User intent classification is mainly used in question-answering systems and dialogue systems to identify users’ potential purposes. Most of the current research focuses on short sentence text classification. Text classification as an important task of natural language processing has been studied by a large number of methods. In the early days, traditional machine learning methods used manually extracted features for text classification [14, 15]. However, short sentences cover fewer semantic features and are difficult to extract manually [16]. Furthermore, manually extracting features is very expensive and requires a lot of resources.

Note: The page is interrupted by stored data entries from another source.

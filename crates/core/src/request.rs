//! Validated prediction request types.

use serde::{Deserialize, Serialize};

/// Patient gender as accepted by the prediction endpoint.
#[derive(Debug, Clone, Copy, PartialEq, Eq, Serialize, Deserialize)]
pub enum Gender {
    Male,
    Female,
}

impl Gender {
    pub fn as_str(&self) -> &'static str {
        match self {
            Gender::Male => "Male",
            Gender::Female => "Female",
        }
    }

    /// One-hot indicator for the `gender_Male` training column.
    pub fn male_indicator(&self) -> f64 {
        match self {
            Gender::Male => 1.0,
            Gender::Female => 0.0,
        }
    }
}

/// Smoking history as accepted by the prediction endpoint.
#[derive(Debug, Clone, Copy, PartialEq, Eq, Serialize, Deserialize)]
pub enum SmokingHistory {
    Yes,
    No,
}

impl SmokingHistory {
    pub fn as_str(&self) -> &'static str {
        match self {
            SmokingHistory::Yes => "Yes",
            SmokingHistory::No => "No",
        }
    }

    /// One-hot indicator for the `smoking_history_Yes` training column.
    pub fn yes_indicator(&self) -> f64 {
        match self {
            SmokingHistory::Yes => 1.0,
            SmokingHistory::No => 0.0,
        }
    }
}

/// A fully validated prediction request.
///
/// Construction goes through [`crate::validation::parse_request`]; every
/// numeric field is inside its documented closed range and the two
/// categorical fields hold one of their two allowed values.
#[derive(Debug, Clone, PartialEq)]
pub struct PredictionRequest {
    pub age: f64,
    pub bmi: f64,
    pub hba1c: f64,
    pub blood_glucose: f64,
    pub gender: Gender,
    pub smoking: SmokingHistory,
}

/// Binary classification outcome.
#[derive(Debug, Clone, Copy, PartialEq, Eq, Serialize, Deserialize)]
pub enum PredictionLabel {
    Diabetic,
    NonDiabetic,
}

impl PredictionLabel {
    pub fn as_str(&self) -> &'static str {
        match self {
            PredictionLabel::Diabetic => "Diabetic",
            PredictionLabel::NonDiabetic => "Non-Diabetic",
        }
    }
}

impl std::fmt::Display for PredictionLabel {
    fn fmt(&self, f: &mut std::fmt::Formatter<'_>) -> std::fmt::Result {
        f.write_str(self.as_str())
    }
}
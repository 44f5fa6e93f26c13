//! Domain logic for the glucospect prediction service.
//!
//! Pure, synchronous building blocks shared by the db and api crates:
//! request validation, feature vector construction, the loaded model
//! artifacts, and the inference service that ties them together.
//! Nothing in this crate touches HTTP or the database.

pub mod artifacts;
pub mod error;
pub mod features;
pub mod inference;
pub mod request;
pub mod request_id;
pub mod types;
pub mod validation;
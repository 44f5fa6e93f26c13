//! User entity model.
//!
//! The `users` table exists for a planned authentication flow; no endpoint
//! reads or writes it yet and `prediction_records.user_id` stays NULL.

use glucospect_core::types::{DbId, Timestamp};
use serde::Serialize;
use sqlx::FromRow;

/// A row from the `users` table.
#[derive(Debug, Clone, FromRow, Serialize)]
pub struct User {
    pub id: DbId,
    pub username: String,
    pub email: String,
    #[serde(skip_serializing)]
    pub password_hash: String,
    pub created_at: Timestamp,
}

The deep neural networks [1719] have shown the ability to automatically extract text features and are widely used in various text classification tasks. The deep neural networks models include CNN [4] to extract n-gram features in sentence sequences for text classification and RNN [6] to extract sensitive patterns and rules in the sentence sequence, model non-Markovian dependence, and capture useful information of the sentence sequence for text classification, attention-based long short-term memory networks (LSTM) [20] to focus on the key words of the sentence sequence and reduce the effect of other irrelevant words, and others.

Recently, the pre-trained language model has become a popular method in natural language processing by fine-tuning parameters during the training of downstream tasks to have a better effect compared with deep neural networks models. Based on the pre-trained BERT, He et al. [21] proposed the method by combining CNN for intent determination. With the development of transfer learning, some work focuses on discovering new intentions never seen before. Xia et al. [22] studied zero-shot intent classification by capsule neural networks and used category similarity to classify new intents. A model [23] was proposed to classify new unknown intent by the algorithm of Local Outlier Factor. In addition, some researches focused on the classification of user intent with few-shot learning. Casanueva et al. [24] proposed the intent classifier in few-shot setups by pre-trained dual sentence encoders. Lin et al. [25] tried to improve the performance of user intention classification through supervised and unsupervised alternating training based on few-shot learning.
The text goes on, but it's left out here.